After an operating system is generated, it must be available for the use by the hardware. But how the hardware know where the kernel is, or how to load that kernel? The procedure of starting a computer by loading the kernel is known as Booting the system. Hence it needs a special program, stored in ROM to do this job known as the Bootstrap loader. Example: BIOS (boot input output system). A modern PC BIOS (Basic Input/Output System) supports booting from various devices.Typically, the BIOS will allow the user to configure a boot order. If the boot order is set to:
- CD Drive
- Hard Disk Drive
Then the BIOS will try to boot from the CD drive first, and if that fails then it will try to boot from the hard disk drive, and if that fails then it will try to boot from the network, and if that fails then it won’t boot at all.
Booting is a startup sequence that starts the operating system of a computer when it is turned on. A boot sequence is the initial set of operations that the computer performs when it is switched on. Every computer has a boot sequence. Bootstrap loader locates the kernel, loads it into main memory and starts its execution.In some systems, a simple bootstrap loader fetches a more complex boot program from disk, which in turn loads the kernel.

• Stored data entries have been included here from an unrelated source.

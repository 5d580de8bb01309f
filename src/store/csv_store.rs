//! CSV-file persistence for tournament data
//!
//! A data directory holds one CSV file per entity. The whole directory is
//! loaded on open; every mutation rewrites the file(s) it touched through a
//! temporary file that is renamed over the target, so a concurrent reader
//! sees either the old or the new content of a file, never a partial one.
//! Mutations spanning two files (series and roster) are not atomic as a pair.

use super::memory::MemoryStore;
use super::rows::{
    series_player_rows, PlayerRow, ResultRow, SeriesPlayerRow, SeriesRow, TableRow,
};
use super::{PlayerRepository, ResultRepository, SeriesRepository, TableRepository};
use crate::error::{Result, SkatError};
use crate::model::{
    GameResult, NewPlayer, NewSeries, Player, PlayerId, PlayerUpdate, ResultKey, ResultUpdate,
    Series, SeriesId, SeriesUpdate, Table, TableKey, TableUpdate,
};
use log::{debug, info};
use serde::de::DeserializeOwned;
use serde::Serialize;
use std::collections::BTreeMap;
use std::fs;
use std::path::{Path, PathBuf};
use tempfile::NamedTempFile;

const PLAYERS_FILE: &str = "players.csv";
const SERIES_FILE: &str = "series.csv";
const SERIES_PLAYERS_FILE: &str = "series_players.csv";
const TABLES_FILE: &str = "tables.csv";
const RESULTS_FILE: &str = "results.csv";

/// A [`MemoryStore`] mirrored to CSV files in a directory
#[derive(Debug)]
pub struct CsvStore {
    dir: PathBuf,
    inner: MemoryStore,
}

impl CsvStore {
    /// Open a data directory, creating it if it does not exist yet
    pub fn open(dir: impl AsRef<Path>) -> Result<Self> {
        let dir = dir.as_ref().to_path_buf();
        fs::create_dir_all(&dir)?;

        let mut inner = MemoryStore::new();

        for row in read_rows::<PlayerRow>(&dir, PLAYERS_FILE)? {
            inner.players.insert(row.id, row.into());
        }

        let mut rosters: BTreeMap<SeriesId, Vec<SeriesPlayerRow>> = BTreeMap::new();
        for row in read_rows::<SeriesPlayerRow>(&dir, SERIES_PLAYERS_FILE)? {
            rosters.entry(row.series_id).or_default().push(row);
        }

        for row in read_rows::<SeriesRow>(&dir, SERIES_FILE)? {
            let mut roster = rosters.remove(&row.id).unwrap_or_default();
            roster.sort_by_key(|r| r.position);
            let player_ids = roster.into_iter().map(|r| r.player_id).collect();
            inner.series.insert(row.id, row.into_series(player_ids));
        }

        for row in read_rows::<TableRow>(&dir, TABLES_FILE)? {
            let key = TableKey::new(row.series_id, row.table_id);
            let table = row.into_table().map_err(|e| {
                SkatError::DataInconsistency(format!("{} in {}: {}", key, TABLES_FILE, e))
            })?;
            inner.tables.insert(key, table);
        }

        for row in read_rows::<ResultRow>(&dir, RESULTS_FILE)? {
            let result: GameResult = row.into();
            inner.results.insert(result.key(), result);
        }

        info!(
            "Loaded {} players, {} series, {} tables, {} results from {}",
            inner.players.len(),
            inner.series.len(),
            inner.tables.len(),
            inner.results.len(),
            dir.display()
        );

        Ok(Self { dir, inner })
    }

    pub fn data_dir(&self) -> &Path {
        &self.dir
    }

    fn save_players(&self) -> Result<()> {
        write_rows(&self.dir, PLAYERS_FILE, self.inner.players.values().map(PlayerRow::from))
    }

    fn save_series(&self) -> Result<()> {
        write_rows(&self.dir, SERIES_FILE, self.inner.series.values().map(SeriesRow::from))?;
        write_rows(
            &self.dir,
            SERIES_PLAYERS_FILE,
            self.inner.series.values().flat_map(series_player_rows),
        )
    }

    fn save_tables(&self) -> Result<()> {
        write_rows(&self.dir, TABLES_FILE, self.inner.tables.values().map(TableRow::from))
    }

    fn save_results(&self) -> Result<()> {
        write_rows(&self.dir, RESULTS_FILE, self.inner.results.values().map(ResultRow::from))
    }
}

/// Read all records of a file, a missing file has no records
fn read_rows<T: DeserializeOwned>(dir: &Path, name: &str) -> Result<Vec<T>> {
    let path = dir.join(name);
    if !path.exists() {
        return Ok(Vec::new());
    }

    let mut reader = csv::Reader::from_path(&path)?;
    let mut rows = Vec::new();
    for result in reader.deserialize() {
        rows.push(result?);
    }
    debug!("Read {} rows from {}", rows.len(), path.display());
    Ok(rows)
}

/// Write records to a temporary file and rename it over `name`
fn write_rows<T, I>(dir: &Path, name: &str, rows: I) -> Result<()>
where
    T: Serialize,
    I: IntoIterator<Item = T>,
{
    let path = dir.join(name);
    let mut tmp = NamedTempFile::new_in(dir)?;
    let mut count = 0;
    {
        let mut writer = csv::Writer::from_writer(&mut tmp);
        for row in rows {
            writer.serialize(row)?;
            count += 1;
        }
        writer.flush()?;
    }
    tmp.as_file().sync_all()?;
    tmp.persist(&path).map_err(|e| SkatError::Persist {
        path: path.display().to_string(),
        source: e.error,
    })?;
    debug!("Wrote {} rows to {}", count, path.display());
    Ok(())
}

impl PlayerRepository for CsvStore {
    fn get_player(&self, id: PlayerId) -> Result<Player> {
        self.inner.get_player(id)
    }

    fn all_players(&self) -> Result<Vec<Player>> {
        self.inner.all_players()
    }

    fn add_player(&mut self, player: NewPlayer) -> Result<Player> {
        let player = self.inner.add_player(player)?;
        self.save_players()?;
        Ok(player)
    }

    fn update_player(&mut self, id: PlayerId, update: PlayerUpdate) -> Result<Player> {
        let player = self.inner.update_player(id, update)?;
        self.save_players()?;
        Ok(player)
    }

    fn remove_player(&mut self, id: PlayerId) -> Result<()> {
        self.inner.remove_player(id)?;
        self.save_players()
    }
}

impl SeriesRepository for CsvStore {
    fn get_series(&self, id: SeriesId) -> Result<Series> {
        self.inner.get_series(id)
    }

    fn all_series(&self) -> Result<Vec<Series>> {
        self.inner.all_series()
    }

    fn add_series(&mut self, series: NewSeries) -> Result<Series> {
        let series = self.inner.add_series(series)?;
        self.save_series()?;
        Ok(series)
    }

    fn update_series(&mut self, id: SeriesId, update: SeriesUpdate) -> Result<Series> {
        let series = self.inner.update_series(id, update)?;
        self.save_series()?;
        Ok(series)
    }

    fn remove_series(&mut self, id: SeriesId) -> Result<()> {
        self.inner.remove_series(id)?;
        self.save_series()
    }

    fn add_players_to_series(&mut self, id: SeriesId, player_ids: &[PlayerId]) -> Result<Series> {
        let series = self.inner.add_players_to_series(id, player_ids)?;
        self.save_series()?;
        Ok(series)
    }

    fn remove_players_from_series(
        &mut self,
        id: SeriesId,
        player_ids: &[PlayerId],
    ) -> Result<Series> {
        let series = self.inner.remove_players_from_series(id, player_ids)?;
        self.save_series()?;
        Ok(series)
    }

    fn clear_series_players(&mut self, id: SeriesId) -> Result<Series> {
        let series = self.inner.clear_series_players(id)?;
        self.save_series()?;
        Ok(series)
    }
}

impl TableRepository for CsvStore {
    fn get_table(&self, key: TableKey) -> Result<Table> {
        self.inner.get_table(key)
    }

    fn all_tables(&self) -> Result<Vec<Table>> {
        self.inner.all_tables()
    }

    fn tables_for_series(&self, series_id: SeriesId) -> Result<Vec<Table>> {
        self.inner.tables_for_series(series_id)
    }

    fn add_table(&mut self, table: Table) -> Result<Table> {
        let table = self.inner.add_table(table)?;
        self.save_tables()?;
        Ok(table)
    }

    fn update_table(&mut self, key: TableKey, update: TableUpdate) -> Result<Table> {
        let table = self.inner.update_table(key, update)?;
        self.save_tables()?;
        Ok(table)
    }

    fn remove_table(&mut self, key: TableKey) -> Result<()> {
        self.inner.remove_table(key)?;
        self.save_tables()
    }

    fn clear_tables_for_series(&mut self, series_id: SeriesId) -> Result<()> {
        self.inner.clear_tables_for_series(series_id)?;
        self.save_tables()
    }

    fn replace_tables_for_series(
        &mut self,
        series_id: SeriesId,
        tables: Vec<Table>,
    ) -> Result<()> {
        // A failed write must leave the loaded state matching the file
        let previous = self.inner.tables.clone();

        let outcome = self
            .inner
            .replace_tables_for_series(series_id, tables)
            .and_then(|()| self.save_tables());

        if outcome.is_err() {
            self.inner.tables = previous;
        }
        outcome
    }
}

impl ResultRepository for CsvStore {
    fn get_result(&self, key: ResultKey) -> Result<GameResult> {
        self.inner.get_result(key)
    }

    fn all_results(&self) -> Result<Vec<GameResult>> {
        self.inner.all_results()
    }

    fn results_for_series(&self, series_id: SeriesId) -> Result<Vec<GameResult>> {
        self.inner.results_for_series(series_id)
    }

    fn add_result(&mut self, result: GameResult) -> Result<GameResult> {
        let result = self.inner.add_result(result)?;
        self.save_results()?;
        Ok(result)
    }

    fn update_result(&mut self, key: ResultKey, update: ResultUpdate) -> Result<GameResult> {
        let result = self.inner.update_result(key, update)?;
        self.save_results()?;
        Ok(result)
    }

    fn remove_result(&mut self, key: ResultKey) -> Result<()> {
        self.inner.remove_result(key)?;
        self.save_results()
    }

    fn clear_results_for_series(&mut self, series_id: SeriesId) -> Result<()> {
        self.inner.clear_results_for_series(series_id)?;
        self.save_results()
    }
}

When two operating system are installed on the computer system then it is called dual booting. In fact multiple operating systems can be installed on such a system. But how system knows which operating system is to boot? A boot loader that understand multiple file systems and multiple operating system can occupy the boot space.Once loaded, it can boot one of the operating systems available on the disk.The disk can have multiple partitions, each containing a different type of operating system. When a computer system turn on, a boot manager program displays a menu, allowing user to choose the operating system to use.